## EXERCISE DETAILS
Your answer must consist solely of the lines from the start of the entries below through the line with "pub struct Target", unchanged.

## Saved entries
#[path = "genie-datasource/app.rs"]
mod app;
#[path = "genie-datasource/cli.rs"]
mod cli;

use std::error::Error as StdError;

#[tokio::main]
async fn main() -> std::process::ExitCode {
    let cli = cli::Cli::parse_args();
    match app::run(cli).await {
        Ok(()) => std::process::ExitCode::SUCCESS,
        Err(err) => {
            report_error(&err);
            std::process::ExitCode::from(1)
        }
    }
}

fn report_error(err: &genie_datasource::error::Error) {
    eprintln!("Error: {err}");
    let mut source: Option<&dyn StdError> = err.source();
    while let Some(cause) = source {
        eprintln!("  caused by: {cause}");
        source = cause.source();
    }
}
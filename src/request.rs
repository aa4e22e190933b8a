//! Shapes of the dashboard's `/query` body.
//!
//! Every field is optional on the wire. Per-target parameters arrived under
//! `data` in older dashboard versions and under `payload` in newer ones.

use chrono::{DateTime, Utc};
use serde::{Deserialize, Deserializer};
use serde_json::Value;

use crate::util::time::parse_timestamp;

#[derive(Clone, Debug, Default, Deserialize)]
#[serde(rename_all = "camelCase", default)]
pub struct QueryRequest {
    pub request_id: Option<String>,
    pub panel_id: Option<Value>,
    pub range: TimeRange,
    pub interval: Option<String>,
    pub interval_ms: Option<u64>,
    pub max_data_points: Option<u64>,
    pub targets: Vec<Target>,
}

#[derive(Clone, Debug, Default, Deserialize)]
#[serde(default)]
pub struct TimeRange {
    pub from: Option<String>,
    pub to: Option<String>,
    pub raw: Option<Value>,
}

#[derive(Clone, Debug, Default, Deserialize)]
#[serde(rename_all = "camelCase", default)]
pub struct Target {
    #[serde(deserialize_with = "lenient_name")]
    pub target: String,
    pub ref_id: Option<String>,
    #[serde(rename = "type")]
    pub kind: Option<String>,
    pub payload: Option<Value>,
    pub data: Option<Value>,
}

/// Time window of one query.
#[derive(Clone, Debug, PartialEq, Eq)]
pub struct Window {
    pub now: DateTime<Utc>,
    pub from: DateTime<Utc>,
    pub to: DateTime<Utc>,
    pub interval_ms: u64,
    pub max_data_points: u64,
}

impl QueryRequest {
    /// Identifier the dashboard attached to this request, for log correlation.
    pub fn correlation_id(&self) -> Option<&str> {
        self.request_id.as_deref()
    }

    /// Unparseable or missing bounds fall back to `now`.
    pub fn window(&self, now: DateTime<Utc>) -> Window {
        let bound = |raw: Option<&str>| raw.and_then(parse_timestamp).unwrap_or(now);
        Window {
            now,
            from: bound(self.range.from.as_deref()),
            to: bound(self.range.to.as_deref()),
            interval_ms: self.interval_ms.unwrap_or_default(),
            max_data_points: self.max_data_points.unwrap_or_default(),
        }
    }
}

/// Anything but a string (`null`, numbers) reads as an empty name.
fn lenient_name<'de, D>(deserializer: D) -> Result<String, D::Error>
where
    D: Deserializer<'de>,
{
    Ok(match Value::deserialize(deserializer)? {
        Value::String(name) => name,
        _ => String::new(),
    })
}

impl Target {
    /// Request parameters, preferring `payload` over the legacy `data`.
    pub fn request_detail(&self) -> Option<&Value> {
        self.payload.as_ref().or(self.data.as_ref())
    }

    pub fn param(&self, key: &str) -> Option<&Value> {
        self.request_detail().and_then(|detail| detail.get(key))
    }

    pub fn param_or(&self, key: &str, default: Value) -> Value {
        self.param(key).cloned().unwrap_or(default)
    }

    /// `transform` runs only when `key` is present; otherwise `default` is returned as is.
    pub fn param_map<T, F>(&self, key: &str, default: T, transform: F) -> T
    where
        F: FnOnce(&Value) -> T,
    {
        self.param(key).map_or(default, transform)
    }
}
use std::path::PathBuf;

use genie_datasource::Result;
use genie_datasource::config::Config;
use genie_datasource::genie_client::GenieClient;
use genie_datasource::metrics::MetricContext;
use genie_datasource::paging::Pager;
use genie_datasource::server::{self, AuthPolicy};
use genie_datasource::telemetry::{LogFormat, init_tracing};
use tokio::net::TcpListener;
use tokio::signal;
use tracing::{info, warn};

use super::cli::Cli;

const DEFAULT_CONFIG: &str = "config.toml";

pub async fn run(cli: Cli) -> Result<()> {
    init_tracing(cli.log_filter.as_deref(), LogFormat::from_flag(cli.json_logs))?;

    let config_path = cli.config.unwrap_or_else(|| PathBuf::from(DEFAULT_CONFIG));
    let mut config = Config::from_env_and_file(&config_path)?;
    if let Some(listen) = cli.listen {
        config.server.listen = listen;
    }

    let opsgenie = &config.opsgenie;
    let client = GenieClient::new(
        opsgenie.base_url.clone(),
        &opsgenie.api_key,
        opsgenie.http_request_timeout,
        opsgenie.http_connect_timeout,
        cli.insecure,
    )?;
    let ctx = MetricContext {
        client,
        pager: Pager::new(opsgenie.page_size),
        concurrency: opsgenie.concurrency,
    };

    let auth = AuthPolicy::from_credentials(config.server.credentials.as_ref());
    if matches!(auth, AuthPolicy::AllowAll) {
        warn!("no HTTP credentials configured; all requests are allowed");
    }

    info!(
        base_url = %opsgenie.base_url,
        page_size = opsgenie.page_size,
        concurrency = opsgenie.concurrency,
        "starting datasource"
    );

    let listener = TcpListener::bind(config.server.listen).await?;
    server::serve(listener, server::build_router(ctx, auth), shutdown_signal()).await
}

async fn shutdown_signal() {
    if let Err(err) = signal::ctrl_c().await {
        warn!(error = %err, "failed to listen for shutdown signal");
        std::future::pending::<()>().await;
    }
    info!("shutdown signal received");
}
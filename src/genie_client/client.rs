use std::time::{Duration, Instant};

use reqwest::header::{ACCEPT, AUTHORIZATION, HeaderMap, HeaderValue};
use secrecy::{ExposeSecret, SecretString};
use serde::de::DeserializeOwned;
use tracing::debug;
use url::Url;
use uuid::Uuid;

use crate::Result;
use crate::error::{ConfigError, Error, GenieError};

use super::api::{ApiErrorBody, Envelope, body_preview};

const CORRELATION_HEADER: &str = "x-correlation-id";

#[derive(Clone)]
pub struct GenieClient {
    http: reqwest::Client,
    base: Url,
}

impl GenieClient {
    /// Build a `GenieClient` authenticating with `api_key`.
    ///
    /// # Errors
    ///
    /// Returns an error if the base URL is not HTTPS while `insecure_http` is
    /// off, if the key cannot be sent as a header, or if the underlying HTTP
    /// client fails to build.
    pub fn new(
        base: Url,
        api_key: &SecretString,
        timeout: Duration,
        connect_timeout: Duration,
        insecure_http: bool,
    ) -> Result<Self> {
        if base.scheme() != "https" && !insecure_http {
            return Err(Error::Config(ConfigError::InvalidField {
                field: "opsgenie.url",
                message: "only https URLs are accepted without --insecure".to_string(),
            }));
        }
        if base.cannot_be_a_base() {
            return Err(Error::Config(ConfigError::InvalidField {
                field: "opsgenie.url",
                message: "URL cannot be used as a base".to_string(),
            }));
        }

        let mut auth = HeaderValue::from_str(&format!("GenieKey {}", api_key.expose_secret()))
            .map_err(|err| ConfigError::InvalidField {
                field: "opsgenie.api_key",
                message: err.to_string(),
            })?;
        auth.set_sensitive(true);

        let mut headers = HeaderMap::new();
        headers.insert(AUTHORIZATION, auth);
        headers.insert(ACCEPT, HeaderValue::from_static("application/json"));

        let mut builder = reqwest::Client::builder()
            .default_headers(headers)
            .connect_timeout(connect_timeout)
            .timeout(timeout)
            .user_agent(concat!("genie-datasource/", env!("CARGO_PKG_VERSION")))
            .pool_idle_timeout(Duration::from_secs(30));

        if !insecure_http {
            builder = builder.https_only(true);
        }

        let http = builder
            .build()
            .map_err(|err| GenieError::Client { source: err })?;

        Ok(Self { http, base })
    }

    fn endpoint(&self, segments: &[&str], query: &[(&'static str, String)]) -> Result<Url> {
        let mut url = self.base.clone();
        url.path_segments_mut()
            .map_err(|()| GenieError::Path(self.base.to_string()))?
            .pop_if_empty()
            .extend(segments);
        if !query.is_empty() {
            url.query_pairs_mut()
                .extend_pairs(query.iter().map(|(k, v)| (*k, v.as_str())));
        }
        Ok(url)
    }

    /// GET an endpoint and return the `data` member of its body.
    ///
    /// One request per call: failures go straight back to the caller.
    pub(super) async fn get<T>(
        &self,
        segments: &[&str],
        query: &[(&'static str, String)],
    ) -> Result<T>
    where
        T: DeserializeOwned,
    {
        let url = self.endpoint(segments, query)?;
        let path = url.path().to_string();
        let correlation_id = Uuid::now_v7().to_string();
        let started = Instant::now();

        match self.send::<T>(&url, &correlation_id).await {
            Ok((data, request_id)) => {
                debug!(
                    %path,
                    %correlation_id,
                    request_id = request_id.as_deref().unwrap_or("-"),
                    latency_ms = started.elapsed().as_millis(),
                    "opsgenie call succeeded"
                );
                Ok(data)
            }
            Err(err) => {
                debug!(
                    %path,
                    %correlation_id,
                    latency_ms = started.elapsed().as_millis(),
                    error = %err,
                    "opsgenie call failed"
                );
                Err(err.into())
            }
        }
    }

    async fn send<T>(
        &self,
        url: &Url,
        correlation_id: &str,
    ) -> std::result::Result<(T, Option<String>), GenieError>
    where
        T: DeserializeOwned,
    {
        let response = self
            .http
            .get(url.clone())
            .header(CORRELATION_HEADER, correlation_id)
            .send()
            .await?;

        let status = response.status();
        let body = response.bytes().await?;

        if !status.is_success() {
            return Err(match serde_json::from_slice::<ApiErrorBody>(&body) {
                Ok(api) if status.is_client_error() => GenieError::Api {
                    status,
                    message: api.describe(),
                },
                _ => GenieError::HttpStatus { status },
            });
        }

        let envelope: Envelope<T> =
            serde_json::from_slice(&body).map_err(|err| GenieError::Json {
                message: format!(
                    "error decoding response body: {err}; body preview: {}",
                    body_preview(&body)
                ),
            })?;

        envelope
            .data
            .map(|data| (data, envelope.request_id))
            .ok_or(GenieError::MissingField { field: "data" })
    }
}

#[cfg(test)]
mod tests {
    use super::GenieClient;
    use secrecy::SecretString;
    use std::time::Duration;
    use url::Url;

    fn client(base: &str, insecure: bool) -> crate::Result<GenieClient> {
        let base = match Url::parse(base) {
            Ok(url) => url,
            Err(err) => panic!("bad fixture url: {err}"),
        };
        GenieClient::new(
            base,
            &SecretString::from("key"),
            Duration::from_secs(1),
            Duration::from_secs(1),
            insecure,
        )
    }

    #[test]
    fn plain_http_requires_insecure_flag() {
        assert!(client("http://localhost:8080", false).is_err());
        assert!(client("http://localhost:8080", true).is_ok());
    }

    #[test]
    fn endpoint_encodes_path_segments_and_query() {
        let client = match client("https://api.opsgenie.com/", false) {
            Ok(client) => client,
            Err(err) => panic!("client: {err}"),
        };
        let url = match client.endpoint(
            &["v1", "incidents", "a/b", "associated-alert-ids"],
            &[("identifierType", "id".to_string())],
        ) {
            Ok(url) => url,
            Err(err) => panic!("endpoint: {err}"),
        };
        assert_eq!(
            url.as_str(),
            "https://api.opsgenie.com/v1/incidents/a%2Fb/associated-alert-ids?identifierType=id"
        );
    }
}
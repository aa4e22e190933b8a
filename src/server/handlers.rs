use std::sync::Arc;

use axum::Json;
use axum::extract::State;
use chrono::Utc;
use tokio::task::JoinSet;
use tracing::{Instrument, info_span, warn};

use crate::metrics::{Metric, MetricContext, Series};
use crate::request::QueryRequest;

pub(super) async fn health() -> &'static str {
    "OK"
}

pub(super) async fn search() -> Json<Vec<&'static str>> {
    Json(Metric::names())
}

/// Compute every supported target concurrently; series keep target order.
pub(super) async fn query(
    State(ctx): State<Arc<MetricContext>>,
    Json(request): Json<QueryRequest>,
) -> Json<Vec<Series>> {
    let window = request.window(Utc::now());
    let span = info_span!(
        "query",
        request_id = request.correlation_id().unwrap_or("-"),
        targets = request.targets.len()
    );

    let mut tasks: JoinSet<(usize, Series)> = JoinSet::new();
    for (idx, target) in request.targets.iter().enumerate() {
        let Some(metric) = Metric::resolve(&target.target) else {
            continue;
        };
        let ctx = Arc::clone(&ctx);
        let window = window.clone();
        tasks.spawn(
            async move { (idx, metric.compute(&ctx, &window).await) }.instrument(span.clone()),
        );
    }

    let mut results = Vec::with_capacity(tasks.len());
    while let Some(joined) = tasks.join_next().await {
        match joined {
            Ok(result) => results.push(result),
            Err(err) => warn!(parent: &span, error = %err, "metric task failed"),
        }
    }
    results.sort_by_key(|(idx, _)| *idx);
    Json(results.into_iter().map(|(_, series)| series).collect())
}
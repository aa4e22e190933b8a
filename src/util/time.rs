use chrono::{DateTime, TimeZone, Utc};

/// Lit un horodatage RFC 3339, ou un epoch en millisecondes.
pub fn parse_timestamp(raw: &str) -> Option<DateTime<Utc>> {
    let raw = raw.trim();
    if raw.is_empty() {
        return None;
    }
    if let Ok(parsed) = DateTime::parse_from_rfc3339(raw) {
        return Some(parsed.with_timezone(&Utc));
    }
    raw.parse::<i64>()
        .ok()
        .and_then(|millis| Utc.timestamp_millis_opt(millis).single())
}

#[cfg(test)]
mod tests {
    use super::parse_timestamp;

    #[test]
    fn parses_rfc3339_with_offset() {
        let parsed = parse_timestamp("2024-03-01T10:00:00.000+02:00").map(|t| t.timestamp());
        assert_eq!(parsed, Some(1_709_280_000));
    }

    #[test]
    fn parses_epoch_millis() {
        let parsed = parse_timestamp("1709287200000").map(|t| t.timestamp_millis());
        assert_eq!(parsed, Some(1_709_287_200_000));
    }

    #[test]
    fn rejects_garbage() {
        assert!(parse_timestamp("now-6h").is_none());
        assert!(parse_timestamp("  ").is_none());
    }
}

## TASK RESPONSE
#[path = "genie-datasource/app.rs"]
mod app;
#[path = "genie-datasource/cli.rs"]
mod cli;

use std::error::Error as StdError;

#[tokio::main]
async fn main() -> std::process::ExitCode {
    let cli = cli::Cli::parse_args();
    match app::run(cli).await {
        Ok(()) => std::process::ExitCode::SUCCESS,
        Err(err) => {
            report_error(&err);
            std::process::ExitCode::from(1)
        }
    }
}

fn report_error(err: &genie_datasource::error::Error) {
    eprintln!("Error: {err}");
    let mut source: Option<&dyn StdError> = err.source();
    while let Some(cause) = source {
        eprintln!("  caused by: {cause}");
        source = cause.source();
    }
}
filename src/request.rs
repository aa4e22e190933b8a
//! Shapes of the dashboard's `/query` body.
//!
//! Every field is optional on the wire. Per-target parameters arrived under
//! `data` in older dashboard versions and under `payload` in newer ones.

use chrono::{DateTime, Utc};
use serde::{Deserialize, Deserializer};
use serde_json::Value;

use crate::util::time::parse_timestamp;

#[derive(Clone, Debug, Default, Deserialize)]
#[serde(rename_all = "camelCase", default)]
pub struct QueryRequest {
    pub request_id: Option<String>,
    pub panel_id: Option<Value>,
    pub range: TimeRange,
    pub interval: Option<String>,
    pub interval_ms: Option<u64>,
    pub max_data_points: Option<u64>,
    pub targets: Vec<Target>,
}

#[derive(Clone, Debug, Default, Deserialize)]
#[serde(default)]
pub struct TimeRange {
    pub from: Option<String>,
    pub to: Option<String>,
    pub raw: Option<Value>,
}

#[derive(Clone, Debug, Default, Deserialize)]
#[serde(rename_all = "camelCase", default)]
pub struct Target {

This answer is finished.